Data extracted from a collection
================
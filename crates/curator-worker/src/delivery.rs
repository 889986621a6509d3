//! Delivery of curated clips.
//!
//! A [`ClipSink`] receives a verified clip and a unique key. The sink owns
//! the file afterwards; callers must not reuse the path.

use std::path::{Component, Path, PathBuf};

use async_trait::async_trait;
use serde::{Deserialize, Serialize};
use tracing::{debug, info};

use curator_media::move_file;

use crate::error::{CurationError, CurationResult};

/// Where a clip ended up.
#[derive(Debug, Clone, PartialEq, Eq, Serialize, Deserialize)]
pub struct DeliveredClip {
    /// Storage key the clip was delivered under.
    pub key: String,
    /// Sink-specific location (a filesystem path for [`DirectorySink`]).
    pub location: String,
}

/// Destination for curated clips.
#[async_trait]
pub trait ClipSink: Send + Sync {
    /// Take ownership of `clip` and store it under `key`.
    async fn deliver(&self, clip: &Path, key: &str) -> CurationResult<DeliveredClip>;

    /// Sink name for logs.
    fn name(&self) -> &str;
}

/// Content type for a clip path.
pub fn content_type_for(path: &Path) -> &'static str {
    match path
        .extension()
        .and_then(|e| e.to_str())
        .map(|e| e.to_ascii_lowercase())
        .as_deref()
    {
        Some("mp4") | Some("m4v") => "video/mp4",
        Some("mov") => "video/quicktime",
        Some("webm") => "video/webm",
        Some("mkv") => "video/x-matroska",
        _ => "application/octet-stream",
    }
}

/// Check that `key` is a relative path without `..` components.
fn validate_key(key: &str) -> CurationResult<()> {
    let path = Path::new(key);
    let safe = !key.is_empty()
        && path
            .components()
            .all(|c| matches!(c, Component::Normal(_)));

    if safe {
        Ok(())
    } else {
        Err(CurationError::delivery(key, "key must be a relative path without '..'"))
    }
}

/// Delivers clips into a local directory, using the key as relative path.
#[derive(Debug, Clone)]
pub struct DirectorySink {
    root: PathBuf,
}

impl DirectorySink {
    pub fn new(root: impl Into<PathBuf>) -> Self {
        Self { root: root.into() }
    }

    /// Directory clips are delivered into.
    pub fn root(&self) -> &Path {
        &self.root
    }

    /// Destination path for `key`.
    pub fn path_for(&self, key: &str) -> PathBuf {
        self.root.join(key)
    }
}

#[async_trait]
impl ClipSink for DirectorySink {
    async fn deliver(&self, clip: &Path, key: &str) -> CurationResult<DeliveredClip> {
        validate_key(key)?;

        let destination = self.path_for(key);
        debug!(
            clip = %clip.display(),
            destination = %destination.display(),
            content_type = content_type_for(clip),
            "Delivering clip"
        );

        move_file(clip, &destination)
            .await
            .map_err(|e| CurationError::delivery(key, e.to_string()))?;

        info!(key, destination = %destination.display(), "Delivered clip");

        Ok(DeliveredClip {
            key: key.to_string(),
            location: destination.display().to_string(),
        })
    }

    fn name(&self) -> &str {
        "directory"
    }
}
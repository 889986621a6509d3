//! Motion segmentation.
//!
//! Frames are decoded one at a time, checked against a running background
//! model and fed to a two-state segmenter.
//!
//! # Architecture
//!
//! ```text
//! ┌──────────────┐    ┌──────────────┐    ┌──────────────┐    ┌──────────────┐
//! │ Gray frames  │───►│ Blur + MOG   │───►│ Threshold,   │───►│ Segmenter    │
//! │ (FFmpeg pipe)│    │ background   │    │ dilate, blobs│    │ (intervals)  │
//! └──────────────┘    └──────────────┘    └──────────────┘    └──────────────┘
//! ```

mod background;
mod config;
mod mask;
mod segmenter;

pub use background::{BackgroundModel, BACKGROUND, FOREGROUND};
pub use config::{BackgroundModelConfig, MotionConfig};
pub use mask::{binarize, blob_areas, dilate_square, smooth, FrameMotion, MotionDetector};
pub use segmenter::{MotionSegmenter, SegmenterState};

use std::path::Path;

use image::GrayImage;
use serde::{Deserialize, Serialize};
use tokio::sync::watch;
use tracing::{debug, info};

use curator_models::MotionTrace;

use crate::command::cancel_requested;
use crate::error::{MediaError, MediaResult};
use crate::frames::GrayFrameReader;
use crate::probe::VideoInfo;

/// Result of segmenting one video.
#[derive(Debug, Clone, PartialEq, Serialize, Deserialize)]
pub struct MotionAnalysis {
    /// Raw (unmerged) motion intervals.
    pub trace: MotionTrace,
    /// Frames decoded.
    pub total_frames: u64,
    /// Frames run through the detector (after stride).
    pub sampled_frames: u64,
    /// Sampled frames classified as motion.
    pub motion_frames: u64,
    /// Frame rate used for timestamps.
    pub fps: f64,
}

impl MotionAnalysis {
    /// Duration of the decoded stream in seconds.
    pub fn source_duration(&self) -> f64 {
        self.total_frames as f64 / self.fps
    }
}

/// Synchronous frame-by-frame motion analysis.
pub struct MotionAnalyzer {
    detector: MotionDetector,
    segmenter: MotionSegmenter,
    stride: u64,
    fps: f64,
    frame_index: u64,
    sampled_frames: u64,
    motion_frames: u64,
}

impl MotionAnalyzer {
    /// Create an analyzer for a stream at `fps`.
    pub fn new(fps: f64, config: &MotionConfig) -> MediaResult<Self> {
        Ok(Self {
            detector: MotionDetector::new(config)?,
            segmenter: MotionSegmenter::new(fps, config)?,
            stride: config.frame_stride as u64,
            fps,
            frame_index: 0,
            sampled_frames: 0,
            motion_frames: 0,
        })
    }

    /// Feed the next frame. Frames off the stride are counted but skipped.
    pub fn push_frame(&mut self, frame: &GrayImage) -> MediaResult<Option<FrameMotion>> {
        let index = self.frame_index;
        self.frame_index += 1;

        if index % self.stride != 0 {
            return Ok(None);
        }

        let motion = self.detector.detect(frame)?;
        self.sampled_frames += 1;
        if motion.motion {
            self.motion_frames += 1;
        }
        self.segmenter.ingest(index, motion.motion)?;

        Ok(Some(motion))
    }

    /// Close the trace at the last pushed frame.
    pub fn finish(self) -> MediaResult<MotionAnalysis> {
        if self.frame_index == 0 {
            return Err(MediaError::invalid_video("No decodable frames"));
        }

        let trace = self.segmenter.finish(self.frame_index)?;

        Ok(MotionAnalysis {
            trace,
            total_frames: self.frame_index,
            sampled_frames: self.sampled_frames,
            motion_frames: self.motion_frames,
            fps: self.fps,
        })
    }
}

/// Segment a constant frame rate video into motion intervals.
///
/// Frames are streamed from FFmpeg; only one frame is held in memory.
/// Cancellation is checked between frames.
pub async fn detect_motion(
    path: &Path,
    info: &VideoInfo,
    config: &MotionConfig,
    cancel_rx: Option<&watch::Receiver<bool>>,
) -> MediaResult<MotionAnalysis> {
    let mut analyzer = MotionAnalyzer::new(info.fps, config)?;
    let mut reader = GrayFrameReader::open(path, info.width, info.height).await?;

    debug!(
        path = %path.display(),
        fps = info.fps,
        width = info.width,
        height = info.height,
        stride = config.frame_stride,
        "Starting motion detection"
    );

    loop {
        if cancel_requested(cancel_rx) {
            reader.abort().await;
            return Err(MediaError::Cancelled);
        }

        let frame = match reader.next_frame().await {
            Ok(Some(frame)) => frame,
            Ok(None) => break,
            Err(e) => {
                reader.abort().await;
                return Err(e);
            }
        };

        if let Err(e) = analyzer.push_frame(&frame) {
            reader.abort().await;
            return Err(e);
        }
    }

    reader.finish().await?;
    let analysis = analyzer.finish()?;

    info!(
        path = %path.display(),
        total_frames = analysis.total_frames,
        motion_frames = analysis.motion_frames,
        intervals = analysis.trace.len(),
        "Motion detection complete"
    );

    Ok(analysis)
}

#[cfg(test)]
mod tests {
    use super::*;
    use image::Luma;

    const SIZE: u32 = 64;

    fn frame_with_box(x0: Option<u32>) -> GrayImage {
        let mut img = GrayImage::new(SIZE, SIZE);
        if let Some(x0) = x0 {
            for y in 20..40 {
                for x in x0..x0 + 20 {
                    img.put_pixel(x, y, Luma([255]));
                }
            }
        }
        img
    }

    fn config() -> MotionConfig {
        MotionConfig::default().with_min_blob_area(300)
    }

    fn analyze(frames: impl Iterator<Item = GrayImage>, config: &MotionConfig) -> MotionAnalysis {
        let mut analyzer = MotionAnalyzer::new(30.0, config).unwrap();
        for frame in frames {
            analyzer.push_frame(&frame).unwrap();
        }
        analyzer.finish().unwrap()
    }

    /// Still background, a box sliding across frames `motion`, still again.
    fn scene(total: u64, motion: std::ops::Range<u64>) -> impl Iterator<Item = GrayImage> {
        (0..total).map(move |i| {
            if motion.contains(&i) {
                frame_with_box(Some(((i - motion.start) * 2 % 40) as u32))
            } else {
                frame_with_box(None)
            }
        })
    }

    #[test]
    fn test_static_video_has_no_motion() {
        let analysis = analyze(scene(90, 0..0), &config());
        assert!(analysis.trace.is_empty());
        assert_eq!(analysis.total_frames, 90);
        assert_eq!(analysis.sampled_frames, 90);
        assert_eq!(analysis.motion_frames, 0);
        assert!((analysis.source_duration() - 3.0).abs() < 1e-9);
    }

    #[test]
    fn test_moving_box_detected() {
        let analysis = analyze(scene(150, 30..60), &config());

        assert_eq!(analysis.trace.len(), 1);
        let interval = analysis.trace.as_slice()[0];
        assert!((interval.start() - 1.0).abs() < 2.0 / 30.0);
        assert!(interval.end() > interval.start());
        assert!(interval.end() <= 2.0 + 1.0 / 30.0);
    }

    #[test]
    fn test_stride_skips_frames() {
        let analysis = analyze(scene(90, 0..0), &config().with_frame_stride(3));
        assert_eq!(analysis.total_frames, 90);
        assert_eq!(analysis.sampled_frames, 30);
    }

    #[test]
    fn test_no_frames_is_an_error() {
        let analyzer = MotionAnalyzer::new(30.0, &config()).unwrap();
        let err = analyzer.finish().unwrap_err();
        assert!(err.is_input_error());
    }
}
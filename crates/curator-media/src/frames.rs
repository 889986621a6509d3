//! Streaming grayscale frame decoding.
//!
//! FFmpeg decodes the video to raw 8-bit grayscale on stdout; frames are
//! read one at a time so memory stays bounded by a single frame regardless
//! of video length. No OpenCV dependency is needed.

use std::path::Path;
use std::process::Stdio;

use image::GrayImage;
use tokio::io::{AsyncReadExt, BufReader};
use tokio::process::{Child, ChildStdout, Command};
use tokio::task::JoinHandle;
use tracing::debug;

use crate::command::check_ffmpeg;
use crate::error::{MediaError, MediaResult};

/// Reads decoded grayscale frames from an FFmpeg child process.
pub struct GrayFrameReader {
    child: Child,
    stdout: BufReader<ChildStdout>,
    stderr_handle: JoinHandle<String>,
    width: u32,
    height: u32,
    frames_read: u64,
}

impl GrayFrameReader {
    /// Start decoding `path`, whose frames are `width` x `height`.
    pub async fn open(path: &Path, width: u32, height: u32) -> MediaResult<Self> {
        if width == 0 || height == 0 {
            return Err(MediaError::invalid_video(format!(
                "Invalid frame size {}x{}",
                width, height
            )));
        }

        check_ffmpeg()?;

        let mut cmd = Command::new("ffmpeg");
        cmd.args(["-hide_banner", "-loglevel", "error", "-noautorotate", "-i"])
            .arg(path)
            .args(["-map", "0:v:0", "-f", "rawvideo", "-pix_fmt", "gray", "-"])
            .stdin(Stdio::null())
            .stdout(Stdio::piped())
            .stderr(Stdio::piped())
            .kill_on_drop(true);

        debug!(path = %path.display(), width, height, "Starting grayscale frame decode");

        let mut child = cmd.spawn()?;

        let stdout = child
            .stdout
            .take()
            .ok_or_else(|| MediaError::internal("FFmpeg stdout not captured"))?;
        let mut stderr = child
            .stderr
            .take()
            .ok_or_else(|| MediaError::internal("FFmpeg stderr not captured"))?;

        let stderr_handle = tokio::spawn(async move {
            let mut text = String::new();
            let _ = stderr.read_to_string(&mut text).await;
            text
        });

        Ok(Self {
            child,
            stdout: BufReader::new(stdout),
            stderr_handle,
            width,
            height,
            frames_read: 0,
        })
    }

    /// Bytes in one decoded frame.
    fn frame_len(&self) -> usize {
        self.width as usize * self.height as usize
    }

    /// Read the next frame, or `None` at end of stream.
    ///
    /// A truncated trailing frame is treated as end of stream.
    pub async fn next_frame(&mut self) -> MediaResult<Option<GrayImage>> {
        let mut buf = vec![0u8; self.frame_len()];

        match self.stdout.read_exact(&mut buf).await {
            Ok(_) => {}
            Err(e) if e.kind() == std::io::ErrorKind::UnexpectedEof => return Ok(None),
            Err(e) => return Err(e.into()),
        }

        let frame = GrayImage::from_raw(self.width, self.height, buf).ok_or_else(|| {
            MediaError::FrameDecode(format!(
                "Frame {} does not match {}x{}",
                self.frames_read, self.width, self.height
            ))
        })?;

        self.frames_read += 1;
        Ok(Some(frame))
    }

    /// Wait for the decoder to exit and report decode failures.
    pub async fn finish(mut self) -> MediaResult<u64> {
        let status = self.child.wait().await?;
        let stderr = self.stderr_handle.await.unwrap_or_default();

        if !status.success() {
            return Err(MediaError::ffmpeg_failed(
                format!("Frame decode failed after {} frames", self.frames_read),
                Some(stderr.trim().to_string()).filter(|s| !s.is_empty()),
                status.code(),
            ));
        }

        debug!(frames = self.frames_read, "Grayscale frame decode complete");
        Ok(self.frames_read)
    }

    /// Stop decoding early.
    pub async fn abort(mut self) {
        let _ = self.child.kill().await;
        self.stderr_handle.abort();
    }
}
================
Problem statement: For the word "impl", find all matching lines in the entries above and copy them out.

Task result:
impl DirectorySink {
    pub fn new(root: impl Into<PathBuf>) -> Self {
impl ClipSink for DirectorySink {
impl MotionAnalysis {
impl MotionAnalyzer {
    fn analyze(frames: impl Iterator<Item = GrayImage>, config: &MotionConfig) -> MotionAnalysis {
    fn scene(total: u64, motion: std::ops::Range<u64>) -> impl Iterator<Item = GrayImage> {
impl GrayFrameReader {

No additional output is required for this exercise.